Tumor-derived transforming growth factor-beta 1 and interleukin-6 are chemotactic for lymphokine-activated killer cells.

Adherent lymphokine-activated killer (A-LAK) cells are purified IL-2 activated natural killer (NK) cells with potent anti-tumor cytotoxic activity. They have been used in the adoptive immunotherapy of metastatic cancers. However, it has been shown that intravenously transferred LAK cells have a poor homing capacity to tumor sites. For the present study, the effects of tumor-derived factors on the in vitro migratory capacity of A-LAK cells was investigated. In a micropore migration assay the conditioned medium from 3LL Lewis lung carcinoma cell cultures was found to exert a strong chemotactic, but not chemokinetic effect on A-LAK cells.
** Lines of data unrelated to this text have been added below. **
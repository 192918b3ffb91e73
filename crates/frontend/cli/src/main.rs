mod settings;

use anyhow::Result;
use clap::{CommandFactory, Parser};
use romcheck_core::collect::{ArchiveKind, CollectEvent};
use romcheck_core::logging::{LogCategory, LogConfig, LogLevel};
use romcheck_core::{
    collect_all, default_workers, render_table, resolve_inputs, verify_all, ArchiveCollector,
    CancelFlag, CheckError, ReportStyle, SevenZipExtractor, Summary,
    TemporaryWorkspace, WidthStrategy,
};
use settings::Settings;
use std::io::{self, BufRead, IsTerminal, Write};
use std::path::{Path, PathBuf};
use std::process::ExitCode;
use std::sync::atomic::{AtomicUsize, Ordering};
use std::sync::Arc;
use std::time::Duration;

/// Check Game Boy / Game Boy Color ROM extensions against their headers.
///
/// Drop .zip/.7z archives, folders or .gb/.gbc files onto the executable,
/// or pass them as arguments. Nothing is modified.
#[derive(Parser, Debug)]
#[command(name = "romcheck", version)]
struct Args {
    /// Archives, folders or ROM files to check
    paths: Vec<PathBuf>,

    /// 7-zip binary used for .7z archives
    #[arg(long, value_name = "PATH")]
    seven_zip: Option<PathBuf>,

    /// Verification threads (default: min(4, cores))
    #[arg(long)]
    jobs: Option<usize>,

    /// Plain-text status labels instead of emoji
    #[arg(long, default_value_t = false)]
    ascii: bool,

    /// Exit without waiting for Enter
    #[arg(long, default_value_t = false)]
    no_pause: bool,

    /// Count every non-ASCII character as two columns
    #[arg(long, default_value_t = false)]
    codepoint_width: bool,

    /// Core log level: off, error, warn, info, debug, trace
    #[arg(long, value_parser = parse_log_level)]
    log_level: Option<LogLevel>,

    /// Per-category core log level, e.g. `archive=debug` (repeatable)
    #[arg(long, value_name = "CATEGORY=LEVEL", value_parser = parse_category_level)]
    log_category: Vec<(LogCategory, LogLevel)>,

    /// Write core logs to this file instead of stderr
    #[arg(long, value_name = "PATH")]
    log_file: Option<PathBuf>,
}

fn parse_log_level(s: &str) -> Result<LogLevel, String> {
    LogLevel::from_str(s).ok_or_else(|| format!("unknown log level '{}'", s))
}

fn parse_category_level(s: &str) -> Result<(LogCategory, LogLevel), String> {
    let (category, level) = s
        .split_once('=')
        .ok_or_else(|| format!("expected CATEGORY=LEVEL, got '{}'", s))?;
    let category = LogCategory::from_str(category)
        .ok_or_else(|| format!("unknown log category '{}'", category))?;
    Ok((category, parse_log_level(level)?))
}

/// How a run ended, short of an unhandled error
#[derive(Debug, Clone, Copy, PartialEq, Eq)]
enum Outcome {
    Checked,
    Usage,
    NoValidPaths,
    NoRoms,
    Interrupted,
}

impl Outcome {
    fn exit_code(self) -> ExitCode {
        match self {
            Outcome::Checked => ExitCode::SUCCESS,
            Outcome::Usage | Outcome::NoValidPaths | Outcome::NoRoms => ExitCode::from(1),
            Outcome::Interrupted => ExitCode::from(130),
        }
    }
}

/// Settings with command-line overrides applied
struct Options {
    seven_zip: Option<PathBuf>,
    jobs: usize,
    style: ReportStyle,
    pause: bool,
    extract_timeout: Duration,
}

impl Options {
    fn new(args: &Args, settings: Settings) -> Self {
        let width = if args.codepoint_width {
            WidthStrategy::Codepoint
        } else {
            settings.width_strategy
        };
        Self {
            seven_zip: args
                .seven_zip
                .clone()
                .or_else(|| settings.seven_zip_path.map(PathBuf::from)),
            jobs: args.jobs.or(settings.jobs).unwrap_or_else(default_workers),
            style: ReportStyle {
                width,
                ascii: args.ascii || settings.ascii_status,
            },
            // Only pause when someone is there to press Enter.
            pause: !args.no_pause && settings.pause_on_exit && io::stdin().is_terminal(),
            extract_timeout: Duration::from_secs(settings.extract_timeout_secs),
        }
    }
}

fn main() -> ExitCode {
    env_logger::init();
    let args = Args::parse();

    let log_config = LogConfig::global();
    log_config.set_global_level(args.log_level.unwrap_or(LogLevel::Warn));
    for &(category, level) in &args.log_category {
        log_config.set_level(category, level);
    }
    if let Some(path) = &args.log_file {
        if let Err(e) = log_config.set_log_file(path.clone()) {
            eprintln!("Warning: cannot open log file {}: {}", path.display(), e);
        }
    }

    let options = Options::new(&args, Settings::load());

    // Nothing is created on disk until the first archive is extracted.
    let workspace = Arc::new(TemporaryWorkspace::new());
    let cancel = CancelFlag::new();
    {
        let cancel = cancel.clone();
        let workspace = Arc::downgrade(&workspace);
        if let Err(e) = ctrlc::set_handler(move || {
            // A second Ctrl-C exits at once, so clean up by hand.
            if cancel.is_cancelled() {
                if let Some(workspace) = workspace.upgrade() {
                    workspace.purge();
                }
                std::process::exit(130);
            }
            cancel.cancel();
        }) {
            log::warn!("could not install Ctrl-C handler: {}", e);
        }
    }

    let code = match run(&args, &options, &workspace, &cancel) {
        Ok(Outcome::Interrupted) => {
            println!("\n\nInterrupted by user");
            Outcome::Interrupted.exit_code()
        }
        Ok(outcome) => outcome.exit_code(),
        Err(e) => {
            eprintln!("\nError: {:#}", e);
            eprintln!("{:?}", e);
            ExitCode::from(2)
        }
    };

    drop(workspace);
    log_config.clear_log_file();

    if options.pause {
        wait_for_enter();
    }
    code
}

fn run(
    args: &Args,
    options: &Options,
    workspace: &TemporaryWorkspace,
    cancel: &CancelFlag,
) -> Result<Outcome> {
    if args.paths.is_empty() {
        Args::command().print_help()?;
        println!();
        return Ok(Outcome::Usage);
    }

    let resolved = resolve_inputs(&args.paths);
    for skipped in &resolved.skipped {
        println!("  Skipped: {}", skipped);
    }
    if resolved.sources.is_empty() {
        println!("No valid paths given");
        return Ok(Outcome::NoValidPaths);
    }

    println!("Scanning inputs...");
    let seven_zip = SevenZipExtractor::new(options.seven_zip.clone())
        .with_timeout(options.extract_timeout)
        .with_cancel(cancel.clone());
    let collector = ArchiveCollector::new(workspace, seven_zip);

    let roms = match collect_all(&resolved.sources, &collector, cancel, print_event) {
        Err(CheckError::Cancelled) => return Ok(Outcome::Interrupted),
        other => other?,
    };
    if roms.is_empty() {
        println!("\nNo .gb/.gbc files found");
        return Ok(Outcome::NoRoms);
    }

    let total = roms.len();
    println!("\nChecking {} ROM(s)...", total);
    let show_progress = io::stderr().is_terminal();
    let done = AtomicUsize::new(0);
    let verdicts = match verify_all(&roms, options.jobs, cancel, |_| {
        let n = done.fetch_add(1, Ordering::Relaxed) + 1;
        if show_progress {
            eprint!("\r  {}/{}", n, total);
        }
    }) {
        Err(CheckError::Cancelled) => return Ok(Outcome::Interrupted),
        other => other?,
    };
    if show_progress {
        eprintln!();
    }
    log::info!("{} verdict(s) from {} worker(s)", verdicts.len(), options.jobs);

    println!();
    print!("{}", render_table(&verdicts, options.style));
    println!("\n{}", Summary::from_verdicts(&verdicts));
    Ok(Outcome::Checked)
}

fn print_event(event: CollectEvent<'_>) {
    match event {
        CollectEvent::Archive { archive, outcome } => {
            let tag = match ArchiveKind::from_path(archive) {
                Some(ArchiveKind::SevenZip) => "7z",
                _ => "zip",
            };
            println!("  [{}] {}", tag, display_file_name(archive));
            if outcome.roms.is_empty() {
                println!("    ! {}", outcome.status());
            }
            if outcome.is_failure() {
                log::warn!("{}: {}", archive.display(), outcome.status());
            }
        }
        CollectEvent::Folder { folder, found } => {
            println!("  [dir] {} ({} ROM(s))", display_file_name(folder), found);
        }
        CollectEvent::Loose { path } => {
            log::debug!("loose ROM {}", path.display());
        }
    }
}

fn display_file_name(path: &Path) -> String {
    path.file_name()
        .map(|n| n.to_string_lossy().into_owned())
        .unwrap_or_else(|| path.display().to_string())
}

fn wait_for_enter() {
    print!("\n(Press Enter to exit)");
    let _ = io::stdout().flush();
    let mut line = String::new();
    let _ = io::stdin().lock().read_line(&mut line);
}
This effect was partially inhibited by neutralizing antibodies against the cytokines TGF-beta 1 and IL-6. A combination of the 2 antibodies completely suppressed the chemotactic activity of tumor-cell-conditioned medium. Purified TGF-beta 1 and recombinant IL-6 were chemotactic for A-LAK cells. Biological activities of both cytokines were detectable in the tumor-cell-conditioned medium. The in vivo relevance of these findings, with respect to tissue infiltration of NK cells and LAK cells in inflammation or cancer, remains to be elucidated.